26-May-13 World View -- Syria conflict in possibly climactic battle near Lebanon border

Lebanon's Hezbollah leads the fight in Syria battle

This morning's key headlines from

Syria conflict in possibly climactic battle near Lebanon border

Hezbollah leader Nasrallah in televised speech on Saturday
Hezbollah leader Nasrallah in televised speech on Saturday

The army of the regime of Syria's president Bashar al-Assad, combined with fighters from the Lebanese terror group Hezbollah, is focusing heavy firepower on the strategic city of Qusair near the border with Lebanon. The city is important because it's on major roads that connect Damascus with Lebanon and with the Port of Tartous on the Mediterranean. The side gaining control of Qusair will gain a big advantage in the war. Rebels are largely surrounded in the city, suffering missile bombardments and air strikes, and may end up suffering a major defeat. BBC and Reuters

Lebanon's Hezbollah leads the fight in Syria battle

Hezbollah, led by Sayyed Hassan Nasrallah, is the Iran-sponsored Shia terror group in Lebanon that has its own army and controls much of Lebanon's politics. Hezbollah suffered heavy losses the last week in the battle over Qusair, and it's estimated that there were far more Hezbollah fighters in the battle than Syrian army soldiers.

Hezbollah's involvement in Syria's war is unpopular with many Lebanese people. Many of them blame Hezbollah for causing the 2006 war between Hezbollah and Israel that took place on Lebanon's soil, where a great deal of Lebanon's infrastructure was destroyed by Israeli airstrikes.
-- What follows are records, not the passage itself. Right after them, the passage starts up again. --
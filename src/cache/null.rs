//! Cache that never stores anything.

use crate::error::SequenceError;
use crate::traits::SequenceCache;

/// A [`SequenceCache`] that always misses.
///
/// Reports itself initialized and read-only so sequences skip warm-up and
/// never attempt to write. Useful for benchmarking raw computation and for
/// memory-constrained callers.
///
/// ```
/// use std::sync::Arc;
/// use seqkit::prelude::*;
///
/// let fib = FibonacciNumber::with_cache(Arc::new(NullSequenceCache));
/// assert_eq!(u64::try_from(fib.get(90).unwrap()).unwrap(), 2_880_067_194_370_816_120);
/// ```
#[derive(Debug, Default, Clone, Copy, PartialEq, Eq)]
pub struct NullSequenceCache;

impl<E> SequenceCache<E> for NullSequenceCache {
    #[inline]
    fn is_read_only(&self) -> bool {
        true
    }

    #[inline]
    fn set_read_only(&self, _read_only: bool) {}

    #[inline]
    fn is_initialized(&self) -> bool {
        true
    }

    fn initialize(&self, _values: Vec<E>) -> Result<(), SequenceError> {
        Err(SequenceError::AlreadyInitialized)
    }

    #[inline]
    fn get(&self, _n: usize) -> Option<E> {
        None
    }

    #[inline]
    fn put(&self, _n: usize, _value: E) {}

    #[inline]
    fn reset(&self) {}
}

#[cfg(test)]
mod tests {
    use super::*;

    #[test]
    fn always_misses() {
        let cache = NullSequenceCache;
        SequenceCache::<u64>::put(&cache, 3, 9);
        assert_eq!(SequenceCache::<u64>::get(&cache, 3), None);
        assert_eq!(SequenceCache::<u64>::permanent_len(&cache), 0);
    }

    #[test]
    fn refuses_initialization() {
        let cache = NullSequenceCache;
        assert!(SequenceCache::<u64>::is_initialized(&cache));
        assert_eq!(
            cache.initialize(vec![1u64]),
            Err(SequenceError::AlreadyInitialized)
        );
    }

    #[test]
    fn stays_read_only() {
        let cache = NullSequenceCache;
        SequenceCache::<u64>::set_read_only(&cache, false);
        assert!(SequenceCache::<u64>::is_read_only(&cache));
    }
}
Whether they support Hezbollah or oppose Hezbollah, most Lebanese would not like to see another war on Lebanese soil, and they fear that Hezbollah's actions will bring exactly that.

Hezbollah leader Sayyed Hassan Nasrallah on Saturday gave a bombastic televised speech intended to answer the criticisms directed at him. He confirmed what everyone already knew -- that Hezbollah forces were fighting in Syria on the side of the al-Assad regime. He recalled that Saturday is the 13th anniversary of "Liberation and Resistance Day" -- Israel's withdrawal from south Lebanon in 2000:

"This day should be forever remembered and this memory must be transmitted from one generation to another. It represents a meaningful national experience and is a passage towards the future. ...

The importance of the Liberation Day is similar to the day the U.S. army withdrew from Iraq and all the region's great days that are targeted by the American-Zionist project. ...

Israel threatens Lebanon on a daily basis and has been mobilizing its forces on the border for months. It is bombing Syria and threatening it. Israel is ready for war. ...

Israel is building settlements on its border with Syria, Lebanon and Jordan and is recruiting Jews from all over the world and offering them salaries and job opportunities, and is giving them military training and weapons... These settlements are a part of the Israeli military plan. ...

The events in the last couple of years have proved that there is an axis lead by the U.S. while the rest are working under its orders. Everyone knows this axis is supported by Israel while al-Qaeda and other Takfiri [apostate/infidel] organizations from around the world were paid to take part in it. ...

We do not force anyone to go to the battle. They all go willingly and aspire to take part in the resistance. You will find tens of thousands of fighters that are ready to take all fronts. ...

I say to all the honorable people, to the mujahedeen, to the heroes, I have always promised you a victory and now I pledge to you a new one.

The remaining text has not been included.